Der Endzweck der Mensur liegt nicht in der Überwindung des Gegenpaukanten. Nicht einmal im Beweis, daß einer über mehr Fechttalent, mehr Kraft, bessere Nerven, oder mehr Ausdauer verfügt als der andere (wie es in einem sportlichen Wettkampf der Fall wäre). Denn es gibt bei der Mensur weder Gewinner noch Verlierer, keine Sieger und keine Besiegten.

Der Sinn der Mensur liegt in der Überwindung des vegetativen Ichs, der Überwindung der Furcht durch die Selbstkontrolle und das bewußte Durchhalten des wachen Geistes.

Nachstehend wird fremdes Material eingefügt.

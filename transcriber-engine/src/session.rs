//! Session orchestration: the public transcriber facade.

use std::sync::{Arc, Mutex};
use tracing::{debug, info};

use crate::bus::{EventBus, ListenerId, TranscriptEvent};
use crate::error::{Result, TranscribeError};
use crate::gateway::{EngineGateway, RawHandle};
use crate::stream::{Stream, StreamState};
use transcriber_types::{ErrorCode, ModelArch, Transcript, TranscriberOption};

struct Inner {
    default_stream: Option<Stream>,
    closed: bool,
}

/// A loaded transcription session.
///
/// Owns the engine load handle, the option set, a lazily-created default
/// stream, and the listener registry. All engine calls for one session go
/// through the inner mutex, so the gateway never sees two concurrent calls
/// on the same handle no matter how many threads call `add_audio`.
///
/// Engine-side failures from streaming operations are delivered twice on
/// purpose: returned to the synchronous caller and emitted to listeners as
/// `TranscriptEvent::Error`, so observers of the live output are never
/// starved by an error on somebody else's call path.
pub struct Transcriber {
    gateway: Arc<dyn EngineGateway>,
    handle: RawHandle,
    options: Vec<TranscriberOption>,
    bus: EventBus,
    inner: Mutex<Inner>,
}

impl Transcriber {
    /// Load the engine from model files rooted at `path`.
    ///
    /// A negative handle from the engine is fatal: the session is never
    /// constructed and there is no retry.
    pub fn load_from_files(
        gateway: Arc<dyn EngineGateway>,
        path: &str,
        arch: ModelArch,
        options: Vec<TranscriberOption>,
    ) -> Result<Self> {
        let handle = gateway.load_from_files(path, arch, &options);
        if handle < 0 {
            return Err(TranscribeError::LoadFailure(ErrorCode::from_raw(handle)));
        }
        info!("loaded transcriber from '{path}' ({arch}), handle {handle}");
        Ok(Self::from_handle(gateway, handle, options))
    }

    /// Load the engine from in-memory model data. Platform asset loading
    /// resolves to this entry point.
    pub fn load_from_memory(
        gateway: Arc<dyn EngineGateway>,
        encoder_model: &[u8],
        decoder_model: &[u8],
        tokenizer: &[u8],
        arch: ModelArch,
        options: Vec<TranscriberOption>,
    ) -> Result<Self> {
        let handle =
            gateway.load_from_memory(encoder_model, decoder_model, tokenizer, arch, &options);
        if handle < 0 {
            return Err(TranscribeError::LoadFailure(ErrorCode::from_raw(handle)));
        }
        info!("loaded transcriber from memory ({arch}), handle {handle}");
        Ok(Self::from_handle(gateway, handle, options))
    }

    fn from_handle(
        gateway: Arc<dyn EngineGateway>,
        handle: RawHandle,
        options: Vec<TranscriberOption>,
    ) -> Self {
        Self {
            gateway,
            handle,
            options,
            bus: EventBus::new(),
            inner: Mutex::new(Inner {
                default_stream: None,
                closed: false,
            }),
        }
    }

    pub fn handle(&self) -> RawHandle {
        self.handle
    }

    pub fn options(&self) -> &[TranscriberOption] {
        &self.options
    }

    /// Start (or resume) the default stream, creating it on first use.
    pub fn start(&self) -> Result<()> {
        let mut inner = self.lock_open("start")?;
        let stream = Self::default_stream(&mut inner, &self.gateway, self.handle)?;
        let handle = stream.handle();
        let result = stream.start();
        drop(inner);
        result.map_err(|e| self.report(e, handle))
    }

    /// Stop the default stream, flushing buffered audio. The forced final
    /// snapshot is diffed and its events emitted before this returns.
    pub fn stop(&self) -> Result<()> {
        let mut inner = self.lock_open("stop")?;
        let stream = Self::default_stream(&mut inner, &self.gateway, self.handle)?;
        let handle = stream.handle();
        let result = stream.stop();
        drop(inner);
        // Listeners run without the session lock so they may call back in.
        let events = result.map_err(|e| self.report(e, handle))?;
        self.emit_all(&events);
        Ok(())
    }

    /// Feed audio to the default stream and emit the lifecycle events its
    /// snapshot produces. Audio is mono PCM f32 in [-1.0, 1.0].
    pub fn add_audio(&self, audio: &[f32], sample_rate: u32) -> Result<()> {
        let mut inner = self.lock_open("add_audio")?;
        let stream = Self::default_stream(&mut inner, &self.gateway, self.handle)?;
        let handle = stream.handle();
        let result = stream.feed(audio, sample_rate);
        drop(inner);
        let events = result.map_err(|e| self.report(e, handle))?;
        self.emit_all(&events);
        Ok(())
    }

    /// One-shot batch transcription, bypassing all stream state. Every line
    /// of the result is final: the engine marks them new, updated,
    /// text-changed, and complete in one go.
    pub fn transcribe_without_streaming(
        &self,
        audio: &[f32],
        sample_rate: u32,
    ) -> Result<Transcript> {
        // Holding the lock keeps the one-call-in-flight promise even though
        // no stream is involved.
        let _inner = self.lock_open("transcribe_without_streaming")?;
        self.gateway
            .transcribe_without_streaming(self.handle, audio, sample_rate, 0)
            .ok_or(TranscribeError::MissingTranscript {
                op: "transcribe_without_streaming",
            })
    }

    pub fn add_listener<F>(&self, listener: F) -> ListenerId
    where
        F: Fn(&TranscriptEvent) + Send + Sync + 'static,
    {
        self.bus.add_listener(listener)
    }

    pub fn remove_listener(&self, id: ListenerId) {
        self.bus.remove_listener(id);
    }

    pub fn remove_all_listeners(&self) {
        self.bus.clear();
    }

    /// Tear down the session: shut down the default stream and free the
    /// engine handle. Idempotent; also invoked on drop.
    pub fn close(&self) {
        let mut inner = self.inner.lock().unwrap_or_else(|e| e.into_inner());
        if inner.closed {
            return;
        }
        inner.closed = true;
        if let Some(mut stream) = inner.default_stream.take() {
            stream.shutdown();
        }
        self.gateway.free_transcriber(self.handle);
        debug!("transcriber {} closed", self.handle);
    }

    fn lock_open(&self, op: &'static str) -> Result<std::sync::MutexGuard<'_, Inner>> {
        let inner = self.inner.lock().unwrap_or_else(|e| e.into_inner());
        if inner.closed {
            return Err(TranscribeError::InvalidState {
                op,
                state: StreamState::Freed,
            });
        }
        Ok(inner)
    }

    fn default_stream<'a>(
        inner: &'a mut Inner,
        gateway: &Arc<dyn EngineGateway>,
        handle: RawHandle,
    ) -> Result<&'a mut Stream> {
        if inner.default_stream.is_none() {
            let stream = Stream::create(Arc::clone(gateway), handle, 0)?;
            debug!("created default stream {} for transcriber {handle}", stream.handle());
            inner.default_stream = Some(stream);
        }
        Ok(inner.default_stream.as_mut().expect("just populated"))
    }

    fn emit_all(&self, events: &[TranscriptEvent]) {
        for event in events {
            self.bus.emit(event);
        }
    }

    /// Route an engine-side failure to listeners before handing it back to
    /// the caller. Lifecycle misuse stays a plain return value: it is a
    /// caller bug, not something the stream's observers should see.
    fn report(&self, error: TranscribeError, stream: RawHandle) -> TranscribeError {
        match &error {
            TranscribeError::InvalidState { .. } | TranscribeError::LoadFailure(_) => {}
            _ => {
                self.bus.emit(&TranscriptEvent::Error {
                    error: error.clone(),
                    stream,
                });
            }
        }
        error
    }
}

impl Drop for Transcriber {
    fn drop(&mut self) {
        self.close();
    }
}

Im Kern ist die Mensur ein relativierendes Extrem-Erlebnis: Jede Partie packt so viel Streß, Druck und am Ende katharstische Erleichterung, daß viele der „anderen“ Hochstreßsituationen des Lebens – Prüfungen, Examen, Präsentationen, Verhandlungen – stark an subjektiver und realer Bedrohlichkeit einbüßen. Die erworbene Fähigkeit zum Relativieren von Streßsituationen und die daraus resultierende Aufwertung des Selbstwertgefühls wird von Außenstehenden oft gern als „Arroganz“ aufgefaßt. Sie hat das populistische Bild vom Waffenstudenten als „elitär“, versnobt, und überheblich gepräg. Das mag in dieser Hinsicht auch schon seine Richtigkeit haben. Denn es ist historisch das Privileg des Freien, des selbst-bewußten Individuums gewesen, sein Schicksal aus eigener Kraft gestalten zu können, Risiken einzugehen, sich unbeliebt zu machen. Es ist eben diese persönlichkeitserweiternde Einstellung, die dem Einzelnen als Treibkraft im späteren Berufsleben zu überdurchschnittlichen Erfolg verhelfen kann. Denn die Mensur räumt mit Selbsttäuschung auf. Sie reduziert den Paukanten auf seine primäre Persönlichkeit, deckt seine ureigenen Schwächen und Ängste auf. Doch sie gibt ihm gleichzeitig die freie Wahl und die Mittel, sich diesen zu stellen und gegen sie zu bestehen und diese grundlegende Erfahrung des Bestehens aus eigener Kraft im weiteren Leben anzuwenden.